DATA EXTRACTS Start Marker

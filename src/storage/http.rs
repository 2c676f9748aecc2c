//! `HttpStorageClient` — talks to the backend's HTTP function API.
//!
//! Function calls go to `POST {deployment}/api/mutation` with
//! `{ "path", "args", "format": "json" }` and answer with either
//! `{ "status": "success", "value": … }` or
//! `{ "status": "error", "errorMessage": … }`. Uploads are a plain `POST` of
//! the raw bytes to the URL handed out by the upload-url function.

use async_trait::async_trait;
use serde::Deserialize;
use serde_json::Value;

use super::client::{StorageClient, StorageError, StorageReference, UploadDestination};
use crate::asset::GeneratedAsset;
use crate::config::StorageConfig;

#[derive(Debug, Deserialize)]
#[serde(tag = "status", rename_all = "lowercase")]
enum FunctionResponse {
    Success {
        #[serde(default)]
        value: Value,
    },
    Error {
        #[serde(rename = "errorMessage", default)]
        error_message: String,
    },
}

#[derive(Debug, Deserialize)]
struct UploadResponse {
    #[serde(rename = "storageId")]
    storage_id: String,
}

/// [`StorageClient`] over the backend's HTTP function API.
pub struct HttpStorageClient {
    client: reqwest::Client,
    config: StorageConfig,
}

impl HttpStorageClient {
    /// Build an `HttpStorageClient` from application config.
    pub fn from_config(config: &StorageConfig) -> Self {
        let client = reqwest::Client::builder()
            .timeout(std::time::Duration::from_secs(config.timeout_secs))
            .build()
            .unwrap_or_else(|_| reqwest::Client::new());

        Self {
            client,
            config: config.clone(),
        }
    }

    fn mutation_url(&self) -> String {
        format!(
            "{}/api/mutation",
            self.config.deployment_url.trim_end_matches('/')
        )
    }

    /// Run a backend mutation and return its `value`.
    async fn call_mutation(&self, function: &str, args: Value) -> Result<Value, StorageError> {
        let body = serde_json::json!({
            "path": function,
            "args": args,
            "format": "json"
        });

        let mut req = self.client.post(self.mutation_url()).json(&body);
        if let Some(token) = self.config.auth_token.as_deref().filter(|t| !t.is_empty()) {
            req = req.bearer_auth(token);
        }

        let response = ensure_success(req.send().await?).await?;
        let parsed: FunctionResponse = response
            .json()
            .await
            .map_err(|e| StorageError::Parse(e.to_string()))?;

        match parsed {
            FunctionResponse::Success { value } => Ok(value),
            FunctionResponse::Error { error_message } => {
                log::debug!("storage: function {function} failed: {error_message}");
                Err(StorageError::Function {
                    message: error_message,
                })
            }
        }
    }
}

async fn ensure_success(response: reqwest::Response) -> Result<reqwest::Response, StorageError> {
    let status = response.status();
    if status.is_success() {
        return Ok(response);
    }
    let body = response.text().await.unwrap_or_default();
    Err(StorageError::Status {
        status: status.as_u16(),
        body,
    })
}

#[async_trait]
impl StorageClient for HttpStorageClient {
    async fn request_upload_target(&self) -> Result<UploadDestination, StorageError> {
        let value = self
            .call_mutation(&self.config.upload_url_function, serde_json::json!({}))
            .await?;

        match value.as_str() {
            Some(url) if !url.is_empty() => Ok(UploadDestination {
                url: url.to_string(),
            }),
            _ => Err(StorageError::Parse(format!(
                "upload URL is not a string: {value}"
            ))),
        }
    }

    async fn upload_file(
        &self,
        destination: &UploadDestination,
        asset: &GeneratedAsset,
    ) -> Result<StorageReference, StorageError> {
        log::debug!(
            "storage: uploading {} ({} bytes, {})",
            asset.file_name(),
            asset.len(),
            asset.mime_type()
        );

        let response = self
            .client
            .post(&destination.url)
            .header(reqwest::header::CONTENT_TYPE, asset.mime_type())
            .body(asset.bytes().to_vec())
            .send()
            .await?;
        let response = ensure_success(response).await?;

        let uploaded: UploadResponse = response
            .json()
            .await
            .map_err(|e| StorageError::Parse(e.to_string()))?;

        if uploaded.storage_id.is_empty() {
            return Err(StorageError::Parse("empty storageId".into()));
        }
        Ok(StorageReference::new(uploaded.storage_id))
    }

    async fn resolve_url(&self, reference: &StorageReference) -> Result<String, StorageError> {
        let value = self
            .call_mutation(
                &self.config.resolve_url_function,
                serde_json::json!({ "storageId": reference.storage_id }),
            )
            .await?;

        match value {
            Value::String(url) if !url.is_empty() => Ok(url),
            Value::Null | Value::String(_) => {
                Err(StorageError::UrlNotFound(reference.storage_id.clone()))
            }
            other => Err(StorageError::Parse(format!("URL is not a string: {other}"))),
        }
    }
}

// ---------------------------------------------------------------------------
// Tests
// ---------------------------------------------------------------------------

DATA EXTRACTS End Marker

» ACTIVITY
Return every line of the material word for word.

» SOLUTION
filename src/storage/http.rs
repository 2c676f9748aecc2c
//! `HttpStorageClient` — talks to the backend's HTTP function API.
//!
//! Function calls go to `POST {deployment}/api/mutation` with
//! `{ "path", "args", "format": "json" }` and answer with either
//! `{ "status": "success", "value": … }` or
//! `{ "status": "error", "errorMessage": … }`. Uploads are a plain `POST` of
//! the raw bytes to the URL handed out by the upload-url function.

use async_trait::async_trait;
use serde::Deserialize;
use serde_json::Value;

use super::client::{StorageClient, StorageError, StorageReference, UploadDestination};
use crate::asset::GeneratedAsset;
use crate::config::StorageConfig;

#[derive(Debug, Deserialize)]
#[serde(tag = "status", rename_all = "lowercase")]
enum FunctionResponse {
    Success {
        #[serde(default)]
        value: Value,
    },
    Error {
        #[serde(rename = "errorMessage", default)]
        error_message: String,
    },
}

#[derive(Debug, Deserialize)]
struct UploadResponse {
    #[serde(rename = "storageId")]
    storage_id: String,
}

/// [`StorageClient`] over the backend's HTTP function API.
pub struct HttpStorageClient {
    client: reqwest::Client,
    config: StorageConfig,
}

impl HttpStorageClient {
    /// Build an `HttpStorageClient` from application config.
    pub fn from_config(config: &StorageConfig) -> Self {
        let client = reqwest::Client::builder()
            .timeout(std::time::Duration::from_secs(config.timeout_secs))
            .build()
            .unwrap_or_else(|_| reqwest::Client::new());

        Self {
            client,
            config: config.clone(),
        }
    }

    fn mutation_url(&self) -> String {
        format!(
            "{}/api/mutation",
            self.config.deployment_url.trim_end_matches('/')
        )
    }

    /// Run a backend mutation and return its `value`.
    async fn call_mutation(&self, function: &str, args: Value) -> Result<Value, StorageError> {
        let body = serde_json::json!({
            "path": function,
            "args": args,
            "format": "json"
        });

        let mut req = self.client.post(self.mutation_url()).json(&body);
        if let Some(token) = self.config.auth_token.as_deref().filter(|t| !t.is_empty()) {
            req = req.bearer_auth(token);
        }

        let response = ensure_success(req.send().await?).await?;
        let parsed: FunctionResponse = response
            .json()
            .await
            .map_err(|e| StorageError::Parse(e.to_string()))?;

        match parsed {
            FunctionResponse::Success { value } => Ok(value),
            FunctionResponse::Error { error_message } => {
                log::debug!("storage: function {function} failed: {error_message}");
                Err(StorageError::Function {
                    message: error_message,
                })
            }
        }
    }
}

async fn ensure_success(response: reqwest::Response) -> Result<reqwest::Response, StorageError> {
    let status = response.status();
    if status.is_success() {
        return Ok(response);
    }
    let body = response.text().await.unwrap_or_default();
    Err(StorageError::Status {
        status: status.as_u16(),
        body,
    })
}

#[async_trait]
impl StorageClient for HttpStorageClient {
    async fn request_upload_target(&self) -> Result<UploadDestination, StorageError> {
        let value = self
            .call_mutation(&self.config.upload_url_function, serde_json::json!({}))
            .await?;

        match value.as_str() {
            Some(url) if !url.is_empty() => Ok(UploadDestination {
                url: url.to_string(),
            }),
            _ => Err(StorageError::Parse(format!(
                "upload URL is not a string: {value}"
            ))),
        }
    }

    async fn upload_file(
        &self,
        destination: &UploadDestination,
        asset: &GeneratedAsset,
    ) -> Result<StorageReference, StorageError> {
        log::debug!(
            "storage: uploading {} ({} bytes, {})",
            asset.file_name(),
            asset.len(),
            asset.mime_type()
        );

        let response = self
            .client
            .post(&destination.url)
            .header(reqwest::header::CONTENT_TYPE, asset.mime_type())
            .body(asset.bytes().to_vec())
            .send()
            .await?;
        let response = ensure_success(response).await?;

        let uploaded: UploadResponse = response
            .json()
            .await
            .map_err(|e| StorageError::Parse(e.to_string()))?;

        if uploaded.storage_id.is_empty() {
            return Err(StorageError::Parse("empty storageId".into()));
        }
        Ok(StorageReference::new(uploaded.storage_id))
    }

    async fn resolve_url(&self, reference: &StorageReference) -> Result<String, StorageError> {
        let value = self
            .call_mutation(
                &self.config.resolve_url_function,
                serde_json::json!({ "storageId": reference.storage_id }),
            )
            .await?;

        match value {
            Value::String(url) if !url.is_empty() => Ok(url),
            Value::Null | Value::String(_) => {
                Err(StorageError::UrlNotFound(reference.storage_id.clone()))
            }
            other => Err(StorageError::Parse(format!("URL is not a string: {other}"))),
        }
    }
}

// ---------------------------------------------------------------------------
// Tests
// ---------------------------------------------------------------------------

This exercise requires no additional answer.